Re: [PATCH 00/39] per-repository object store, part 1
- Date: Wed, 30 Aug 2017 16:07:55 -0700
- From: Brandon Williams <bmwill@xxxxxxxxxx>
- Subject: Re: [PATCH 00/39] per-repository object store, part 1
On 08/29, Jonathan Nieder wrote:
> Most of the credit for this series should go to Stefan Beller. I just
> decided to pull the trigger on sending out what we have so far.
> This series is about API. It makes no functional change yet.
> Today, when a git command wants to operate on some objects from another
> repository (e.g., a submodule), it has two choices:
> A. Use run_command to operate on that repository in a separate process.
> B. Use add_to_alternates_memory to pretend the repository is an
> alternate. This has a number of downsides. Aside from aesthetics,
> one particularly painful consequence is that as alternates
> accumulate, the number of packs git has to check for objects
> increases, which can cause significant slowdowns.
> Brandon Williams's recent work to introduce "struct repository" points
> to a better way. Encapsulating object access in struct repository
> would mean:
> i. The API for accessing objects in another repository becomes more
> simple and familiar (instead of using the CLI or abusing alternates).
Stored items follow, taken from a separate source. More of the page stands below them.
#[cfg(test)]
mod tests {
    use std::collections::HashMap;

    use crate::chain::test_support::StubChainClient;
    use crate::chain::types::{GetTransaction, GetTransactionDetail, ListUnspent};
    use crate::notifier::test_support::RecordingNotifier;
    use crate::price::test_support::FixedPriceOracle;
    use crate::store::memory::{MemoryAccountStore, MemoryPaymentStore};

    use super::*;

    const MERCHANT_ADDR: &str = "bcrt1qmerchant0000000000000000000000000000";
    const CHANGE_ADDR: &str = "bcrt1qchange00000000000000000000000000000";

    fn test_engine() -> Engine<MemoryAccountStore, StubChainClient, MemoryPaymentStore, RecordingNotifier, FixedPriceOracle>
    {
        let accounts = AccountPool::new(MemoryAccountStore::default());
        let mut chains = HashMap::new();
        chains.insert(Mode::Test, StubChainClient::default());
        let mut change_addresses = HashMap::new();
        change_addresses.insert(Mode::Test, CHANGE_ADDR.to_string());

        Engine::new(
            accounts,
            chains,
            change_addresses,
            MemoryPaymentStore::default(),
            RecordingNotifier::default(),
            FixedPriceOracle(0.00003403), // 1 USD ~ 3403 sats, arbitrary fixed rate
            99,
            0.00002986,
            6,
        )
    }

    fn make_request() -> CreatePaymentRequest {
        CreatePaymentRequest {
            merchant_wallet: MERCHANT_ADDR.to_string(),
            mode: "test".to_string(),
            price_amount: 100.0,
            price_currency: "USD".to_string(),
        }
    }

    #[tokio::test]
    async fn create_payment_allocates_a_fresh_account_and_waits() {
        let engine = test_engine();
        let created = engine.create_payment(make_request()).await.unwrap();
        assert_eq!(created.account.mode, Mode::Test);
        assert!(created.payment.pay_amount > Sats::ZERO);
    }

    #[tokio::test]
    async fn create_payment_rejects_unknown_mode() {
        let engine = test_engine();
        let mut request = make_request();
        request.mode = "lunar".to_string();
        let err = engine.create_payment(request).await.unwrap_err();
        assert!(matches!(err, CreatePaymentError::UnknownMode));
    }

    #[tokio::test]
    async fn happy_path_reaches_finished_and_notifies_every_transition() {
        let engine = test_engine();
        let created = engine.create_payment(make_request()).await.unwrap();
        let address = created.account.address.clone();
        let pay_amount = created.payment.pay_amount;

        engine.store.register_address(created.account.id, &address);

        let deposit_txid: Txid =
            "1111111111111111111111111111111111111111111111111111111111111111".parse().unwrap_or_else(|_| {
                "0000000000000000000000000000000000000000000000000000000000000001".parse().unwrap()
            });

        engine.chains[&Mode::Test].set_unspent(
            &address,
            vec![ListUnspent {
                txid: deposit_txid,
                vout: 0,
                address: address.parse().unwrap(),
                amount: bitcoin::Amount::from_sat(pay_amount.0),
                confirmations: 6,
            }],
        );
        engine.chains[&Mode::Test].set_transaction(
            deposit_txid,
            GetTransaction {
                amount: bitcoin::SignedAmount::from_sat(pay_amount.0 as i64),
                confirmations: 0,
                txid: deposit_txid,
                details: vec![GetTransactionDetail {
                    address: address.parse().unwrap(),
                    category: TransactionCategory::Receive,
                }],
            },
        );

        engine.handle_wallet_notify(Mode::Test, deposit_txid).await;

        let forward_txid: Txid =
            "2222222222222222222222222222222222222222222222222222222222222222".parse().unwrap();
        engine.chains[&Mode::Test].set_next_forward_txid(forward_txid);

        engine.handle_block_notify(Mode::Test).await;
        assert_eq!(engine.chains[&Mode::Test].forward_call_count(), 1);

        engine.chains[&Mode::Test].set_transaction(
            forward_txid,
            GetTransaction {
                amount: bitcoin::SignedAmount::from_sat(-(forward_amount(pay_amount, 99).0 as i64)),
                confirmations: 6,
                txid: forward_txid,
                details: vec![],
            },
        );

        engine.handle_block_notify(Mode::Test).await;

        let (_, history) = engine.store.find_by_address(&address).await.unwrap().into_iter().next().unwrap();
        let states: Vec<_> = history.iter().map(|s| s.state).collect();
        assert!(states.contains(&PaymentStateKind::Forwarded) || states.contains(&PaymentStateKind::Finished));

        let sent = engine.notifier.sent.lock().unwrap();
        assert!(!sent.is_empty());
    }

    #[tokio::test]
    async fn expiry_without_payment_releases_the_account() {
        let engine = test_engine();
        let created = engine.create_payment(make_request()).await.unwrap();
        let address = created.account.address.clone();
        engine.store.register_address(created.account.id, &address);

        // Backdate the payment so the expiry sweep picks it up.
        {
            let mut payments = engine.store.payments_for_test();
            let record = payments.get_mut(&created.payment.id).unwrap();
            record.payment.created_at -= Duration::minutes(16);
        }

        engine.handle_block_notify(Mode::Test).await;

        let (payment, _) = engine.store.find_by_address(&address).await.unwrap().into_iter().next().unwrap();
        assert_eq!(
            engine.store.find_current_by_address(&address).await.unwrap().map(|p| p.id),
            None,
            "expired payment should no longer be current"
        );
        let _ = payment;
    }
}
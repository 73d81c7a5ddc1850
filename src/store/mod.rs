//! Durable persistence of accounts, payments and their state history.
//!
//! `AccountStore`/`PaymentStore` are the seam: a trait per collaborator,
//! concrete types only at the binary's wiring point. The production
//! implementation (`pg::PgStore`) is a diesel
//! `r2d2::Pool<ConnectionManager<PgConnection>>` over the schema in
//! `store::schema`. `memory::MemoryStore` is the in-process test double the
//! engine's unit tests run against.

pub mod memory;
pub mod models;
pub mod pg;
pub mod schema;

use std::future::Future;

use time::OffsetDateTime;

use crate::domain::{Account, AccountId, Mode, Payment, PaymentState, PaymentStateId, PaymentStateKind, Sats};
use crate::error::StoreError;

pub type StoreResult<T> = Result<T, StoreError>;

/// The address pool's handle onto the `accounts` table.
pub trait AccountStore: Send + Sync {
    /// Atomically claims one unused account for `mode`, if any exists
    /// (`SELECT FOR UPDATE` on the candidate row).
    fn try_allocate(&self, mode: Mode) -> impl Future<Output = StoreResult<Option<Account>>> + Send;

    /// Creates a brand new, already-`used` account, once the pool has run
    /// out of free ones for `mode`.
    fn create(&self, mode: Mode, address: String) -> impl Future<Output = StoreResult<Account>> + Send;

    /// Releases an account back to the pool (terminal-state transition).
    fn release(&self, account_id: AccountId) -> impl Future<Output = StoreResult<Account>> + Send;

    /// Overwrites the `remainder`, used by the expiry/finish sweeps'
    /// remainder bookkeeping.
    fn set_remainder(&self, account_id: AccountId, remainder: Sats) -> impl Future<Output = StoreResult<Account>> + Send;

    fn get(&self, account_id: AccountId) -> impl Future<Output = StoreResult<Account>> + Send;
}

/// The payment store's handle onto `payments`/`payment_states`.
pub trait PaymentStore: Send + Sync {
    /// Writes the payment row and its initial state row atomically
    /// (`payment.current_state_id` must equal `initial_state.id`).
    fn create(
        &self,
        payment: Payment,
        initial_state: PaymentState,
    ) -> impl Future<Output = StoreResult<Payment>> + Send;

    /// The non-terminal payment at `address`, if any (state in
    /// {Waiting, PartiallyPaid}).
    fn find_current_by_address(
        &self,
        address: &str,
    ) -> impl Future<Output = StoreResult<Option<Payment>>> + Send;

    /// `findByAddress`, preloading the full state history, for
    /// reconciliation and tests.
    fn find_by_address(
        &self,
        address: &str,
    ) -> impl Future<Output = StoreResult<Vec<(Payment, Vec<PaymentState>)>>> + Send;

    /// `findByCurrentState` — backs the four block-notify sweeps.
    fn find_by_current_state(
        &self,
        state: PaymentStateKind,
        mode: Mode,
    ) -> impl Future<Output = StoreResult<Vec<Payment>>> + Send;

    /// `findExpired` — non-terminal payments older than `older_than` whose
    /// current state is one of `states`.
    fn find_expired(
        &self,
        mode: Mode,
        older_than: OffsetDateTime,
        states: &[PaymentStateKind],
    ) -> impl Future<Output = StoreResult<Vec<Payment>>> + Send;

    /// `findOutgoingTxHashesByWallet` — every `forwarding_tx_hash` this
    /// store already knows about for `wallet`, used by orphan-broadcast
    /// recovery to exclude already-adopted sends.
    fn find_outgoing_tx_hashes_by_wallet(
        &self,
        wallet: &str,
        mode: Mode,
    ) -> impl Future<Output = StoreResult<Vec<String>>> + Send;

    /// Appends `new_state` to the history and advances `payment`'s current
    /// pointer and forwarding fields, all in one transaction, conditioned on
    /// the in-DB `current_payment_state_id` still matching
    /// `expected_current_state_id`. Returns [`StoreError::Conflict`] on a
    /// stale write.
    fn update(
        &self,
        payment: Payment,
        new_state: PaymentState,
        expected_current_state_id: PaymentStateId,
    ) -> impl Future<Output = StoreResult<Payment>> + Send;

    /// Persists `payment`'s forwarding/received-confirmation fields without
    /// appending a new state row — the "persist again" half of sweep 1 and
    /// the rebuild-and-broadcast branch of sweep 2, where the payment stays
    /// in the same state but gains a `forwardingTxHash`. Still CAS-guarded
    /// on `expected_current_state_id`.
    fn update_fields(
        &self,
        payment: Payment,
        expected_current_state_id: PaymentStateId,
    ) -> impl Future<Output = StoreResult<Payment>> + Send;
}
> ii. Operations on one repository do not interfere with another,
> neither in semantics (e.g. replace objects do not work correctly
> with the approach (B) above) nor performance (already described
> iii. Resources associated with access to a repository could be freed
> when done with that repo.
> iv. Thread-safe multiple readers to a single repository also become
> straightforward, by using multiple repository objects for the same
> This series is a small step in that direction.
> At the end of this series, sha1_loose_object_info takes a repository
> argument and can be independently called for multiple repositories.
> Not incredibly useful on its own, but a future series will do the same
> for sha1_object_info, which will be enough to migrate a caller in
> submodule.c (which uses the object store for commit existence checks).
> This series has a few phases:
> 1. Patch 1 is a cleanup that made some of the later patches easier.
> 2. Patches 2-6 create a struct object_store field inside struct
> repository and move some globals to it.
> 3. Patches 7-24 are mechanical changes that update some functions to
> accept a repository argument. The only goal is to make the later
> patches that teach these functions to actual handle a repository
> other than the_repository easier to review. The patches enforce
> at compile time that no caller passes a repository other than
> the_repository --- see patch 7 in particular for details on how
> that works.
> 4. Patches 25-39 update the implementations of those functions to
> handle a repository other than the_repository. This means the
> safety check introduced in phase 3 goes away completely --- all
> functions that gained a repository argument are safe to use with
> a repository argument other than the_repository.
> Patches 2-6 and 25-39 should be the most interesting to review. I'd
> particularly appreciate if people can look over 25-39 carefully. We
> were careful not to leave any calls to functions that assume they are
> operating on the_repository, but a triple-check is always welcome.
> Thanks as well to brian m. carlson, who showed us how such a long and
> potentially tedius series can be made bearable for reviewers.
> Thoughts of all kinds welcome, as always.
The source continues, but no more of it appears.